You can read an image from a file using the imread function. The syntax is
imread( filename )where filename is a string containing the name of the file. This function returns a matrix containing the image. For example
A = imread( 'myphoto.jpg' );The file you want to read should be in Matlab’s current folder. Matlab can read most common image file formats (e.g., JPEG, PNG, etc.), and can usually figure out which format a file is in from its contents. If Matlab can’t figure out the format, you can specifiy it explicitly via an optional second parameter to imread; use help imread for details.
To display an image contained in an array, use the imshow function. This function takes an array as its parameter, interprets that array as an image, and displays the image in a figure window. For example
imshow( A );Solve the following problems. You can find images to work with in the “Images” folder on the “Course Materials” tab of our myCourses space. This folder contains four images, two grayscale for the main part of the exercise, and two in color for the bonus part. All of these images come from WikiMedia Commons, a Web site devoted to distributing digital media without restrictive licenses. The mandrill image is by Paolo Camera, and is distributed under a Creative Commons Attribution 2.0 Generic license. The color parrot image is by Marshall Flickman and is also distributed under a Creative Commons Attribution 2.0 Generic license.
You can also use images of your own for this exercise, as long as you don’t mind showing them to me when we talk about this lesson, and as long as they aren’t likely to offend others working in the lab with you.
Download at least the two grayscale images (“Lhotse_Mountain.jpg” and “Parrot.png”). Read both into matrices in Matlab, and have Matlab display the resulting images. Also use Matlab to find out the number of rows and columns in both images.
A simple way to make an image darker is to multiply every pixel intensity in it by a number between 0 and 1. Use this idea to create a version of one of the images that is 25% darker than the original.
Use Matlab to find the maximum intensity value in any pixel of one of the images. Similarly use Matlab to find the minimum pixel intensity in that same image.

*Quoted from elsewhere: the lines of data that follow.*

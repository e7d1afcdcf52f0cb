//! Cache statistics and per-resource status

use std::path::PathBuf;

use serde::{Deserialize, Serialize};

use crate::format::format_byte_count;
use crate::registry::DownloadState;

/// Point-in-time summary of the cache.
#[derive(Debug, Clone, Default, PartialEq, Eq, Serialize, Deserialize)]
pub struct CacheStats {
    /// Number of files in the local store
    pub cached_files: usize,

    /// Sum of cached file sizes in bytes
    pub total_bytes: u64,

    /// Number of downloads in flight
    pub downloading: usize,

    /// Unix timestamp when stats were calculated
    pub calculated_at: i64,
}

impl CacheStats {
    /// Returns average bytes per cached file.
    pub fn average_file_size(&self) -> u64 {
        if self.cached_files == 0 {
            0
        } else {
            self.total_bytes / self.cached_files as u64
        }
    }

    pub fn total_size_string(&self) -> String {
        format_byte_count(self.total_bytes)
    }
}

/// Where a single resource is in its lifecycle.
#[derive(Debug, Clone, PartialEq)]
pub enum CacheStatus {
    NotCached,
    Downloading(DownloadState),
    Cached(PathBuf),
}

impl CacheStatus {
    /// Returns true if the resource can be played from disk.
    pub fn is_available(&self) -> bool {
        matches!(self, CacheStatus::Cached(_))
    }

    pub fn is_downloading(&self) -> bool {
        matches!(self, CacheStatus::Downloading(_))
    }

    /// Returns true if a download should be offered.
    pub fn needs_download(&self) -> bool {
        matches!(self, CacheStatus::NotCached)
    }
}
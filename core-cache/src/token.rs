//! Invalidation token
//!
//! Observers keep the last token they rendered and compare it with the
//! current one; a different token means "cache contents changed, re-read the
//! snapshots". Tokens carry no other meaning.

use std::fmt;

use serde::{Deserialize, Serialize};
use tokio::sync::watch;
use uuid::Uuid;

/// Opaque change marker.
#[derive(Debug, Clone, Copy, PartialEq, Eq, Hash, Serialize, Deserialize)]
pub struct InvalidationToken(Uuid);

impl InvalidationToken {
    pub fn new() -> Self {
        Self(Uuid::new_v4())
    }

    /// A token guaranteed to differ from `self`.
    pub fn next(&self) -> Self {
        loop {
            let candidate = Self::new();
            if candidate != *self {
                return candidate;
            }
        }
    }

    pub fn as_uuid(&self) -> Uuid {
        self.0
    }
}

impl Default for InvalidationToken {
    fn default() -> Self {
        Self::new()
    }
}

impl fmt::Display for InvalidationToken {
    fn fmt(&self, f: &mut fmt::Formatter<'_>) -> fmt::Result {
        write!(f, "{}", self.0)
    }
}

/// Current token plus the watch channel it is published on.
#[derive(Debug)]
pub(crate) struct TokenCell {
    current: InvalidationToken,
    sender: watch::Sender<InvalidationToken>,
}

impl TokenCell {
    pub(crate) fn new() -> Self {
        let current = InvalidationToken::new();
        let (sender, _) = watch::channel(current);
        Self { current, sender }
    }

    pub(crate) fn current(&self) -> InvalidationToken {
        self.current
    }

    /// Replace the token and notify subscribers.
    pub(crate) fn bump(&mut self) -> InvalidationToken {
        self.current = self.current.next();
        self.sender.send_replace(self.current);
        self.current
    }

    pub(crate) fn subscribe(&self) -> watch::Receiver<InvalidationToken> {
        self.sender.subscribe()
    }
}
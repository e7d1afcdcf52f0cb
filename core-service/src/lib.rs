//! Core service façade and bootstrap helpers.
//!
//! This crate wires a validated [`CoreConfig`] (documents directory, download
//! transport, event buffer) into a running [`CacheManager`]. Desktop apps
//! typically enable the `desktop-shims` feature, which lets the configuration
//! default its transport and directories from `bridge-desktop`; mobile hosts
//! inject a transport backed by their platform download session.
//!
//! ```ignore
//! use core_service::{CoreConfig, CoreService};
//!
//! let config = CoreConfig::builder()
//!     .documents_dir("/path/to/Documents")
//!     .build()?;
//! let core = CoreService::bootstrap(config)?;
//!
//! let track = core_service::ResourceRef::parse("https://cdn.example.com/audio/01.mp3")?;
//! let source = core.cache().resolve_source(&track);
//! ```

pub mod error;

pub use error::{CoreError, Result};

pub use bridge_traits::{
    DownloadRequest, DownloadTransport, LoggerSink, TransferId, TransportEvent,
    TransportEventSender,
};
pub use core_cache::{
    CacheConfig, CacheError, CacheManager, CacheStats, CacheStatus, DownloadState,
    InvalidationToken, MediaSource, ResourceRef, StartOutcome,
};
pub use core_runtime::config::{CoreConfig, CoreConfigBuilder};
pub use core_runtime::events::{CacheEvent, CoreEvent, EventBus, EventStream};
pub use core_runtime::logging::{LogFormat, LoggingConfig};

use std::sync::Arc;

use parking_lot::Mutex;
use tokio::task::JoinHandle;
use tracing::{info, instrument, warn};

/// Primary façade exposed to host applications.
///
/// Cloning is cheap; clones share the cache manager and event bus.
#[derive(Clone)]
pub struct CoreService {
    config: Arc<CoreConfig>,
    cache: CacheManager,
    events: EventBus,
    pump: Arc<Mutex<Option<JoinHandle<()>>>>,
}

impl CoreService {
    /// Build the cache manager from `config` and start its event pump.
    ///
    /// Must be called from within a Tokio runtime.
    ///
    /// # Errors
    ///
    /// - [`CoreError::Runtime`] if the configuration fails validation
    /// - [`CoreError::Cache`] if the cache cannot be created or no runtime is
    ///   available for the event pump
    #[instrument(skip(config), fields(media_dir = %config.media_dir().display()))]
    pub fn bootstrap(config: CoreConfig) -> Result<Self> {
        config.validate().map_err(CoreError::from_runtime)?;

        let events = EventBus::new(config.event_buffer_size);
        let cache_config = CacheConfig::new(&config.documents_dir)
            .with_directory_name(config.media_directory_name.clone())
            .with_lookup_logging(config.log_cache_lookups);

        let cache = CacheManager::new(cache_config, Arc::clone(&config.transport))?
            .with_event_bus(events.clone());
        let pump = cache.start()?;

        info!("Core service started");
        Ok(Self {
            config: Arc::new(config),
            cache,
            events,
            pump: Arc::new(Mutex::new(Some(pump))),
        })
    }

    pub fn config(&self) -> &CoreConfig {
        &self.config
    }

    /// The cache manager driven by this service.
    pub fn cache(&self) -> &CacheManager {
        &self.cache
    }

    /// Event bus carrying [`CacheEvent`]s.
    pub fn events(&self) -> &EventBus {
        &self.events
    }

    /// Subscribe to cache events, optionally for one cache key.
    pub fn subscribe(&self, key: Option<&str>) -> EventStream {
        let stream = EventStream::new(self.events.subscribe());
        match key {
            Some(key) => stream.for_key(key),
            None => stream,
        }
    }

    /// Logging configuration that forwards to the configured host sink.
    pub fn logging_config(&self) -> LoggingConfig {
        let logging = LoggingConfig::default();
        match &self.config.logger_sink {
            Some(sink) => logging.with_logger_sink(Arc::clone(sink)),
            None => logging,
        }
    }

    /// Stop the event pump and wait for it to exit.
    ///
    /// Calling this more than once is a no-op.
    pub async fn shutdown(&self) {
        self.cache.shutdown();
        let handle = self.pump.lock().take();
        if let Some(handle) = handle {
            if let Err(e) = handle.await {
                warn!(error = %e, "Event pump ended abnormally");
            }
        }
        info!("Core service stopped");
    }
}

impl std::fmt::Debug for CoreService {
    fn fmt(&self, f: &mut std::fmt::Formatter<'_>) -> std::fmt::Result {
        f.debug_struct("CoreService")
            .field("cache", &self.cache)
            .field("subscribers", &self.events.subscriber_count())
            .finish()
    }
}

If A and B are two images of the same size, you can create a new image, C, that blends the two together, much as if you were seeing B through a semi-transparent A (or vice versa), via the formula
C = α A + (1-α) B
where α is a constant such that 0 ≤ α ≤ 1. Properly speaking this formula works on pixels of A, B, and C, i.e., it tells you that each pixel intensity in C is calculated by multiplying the corresponding pixel intensity in A by α, the corresponding intensity in B by 1-α, and adding the products. This is called “alpha blending,” and is the main way transparency or translucency effects are created in computer graphics.
Create two new images that are the same sizes as each other, and that contain the central feature(s) from the parrot and mountain, respectively. Then use alpha blending as described above to create a blend of these images. (I envision the result being sort of a ghost parrot superimposed on a mountain peak, or maybe a ghost mountain on a parrot. Experiment with α values until you get a blend that you like and in which you can detect both of the original images. The experimentation may be easier to do if you write a function to calculate the blended image.)
You can represent color images in Matlab as 3-dimensional matrices: an image with n rows and m columns is represented by an n-by-m-by-3 matrix M, where M(i,j,1) is the red intensity for the pixel in row i and column j, M(i,j,2) is the green intensity, and M(i,j,3) the blue intensity. The imread and imshow functions handle color images exactly as they do grayscale ones.
Re-solve each of the above problems using color images instead of grayscale.
A standard way of calculating a grayscale pixel intensity that is equivalent to (in the sense that most people will see it as equally bright as) a color pixel with red, green, and blue intensities r, g, and b, respectively, is to set the grayscale intensity to
0.2126 r + 0.7152 g + 0.0722 b
Use this idea to write a Matlab function that takes a color image as its parameter, and that returns a grayscale version of that image.
In your study group’s first face-to-face meeting with me following the “Complete By” date above, I will look over your solutions to the problems, ask you any further questions I have, and answer any questions from you. I may also ask you to demonstrate some of your answers in Matlab. Please bring short written solutions to each problem to the meeting (diary output from Matlab showing you solving the problems would be one way to do this). This will speed the meeting along, but because we will also be talking face-to-face, the written answers don’t have to be long or elaborate.
If you aren’t already signed up for a study group meeting during the week following this recitation, please sign up. Make the meeting 15 minutes long, and try to make it at a time all members of your study group can attend. If no such time exists, make it at a time the greatest number of members can attend.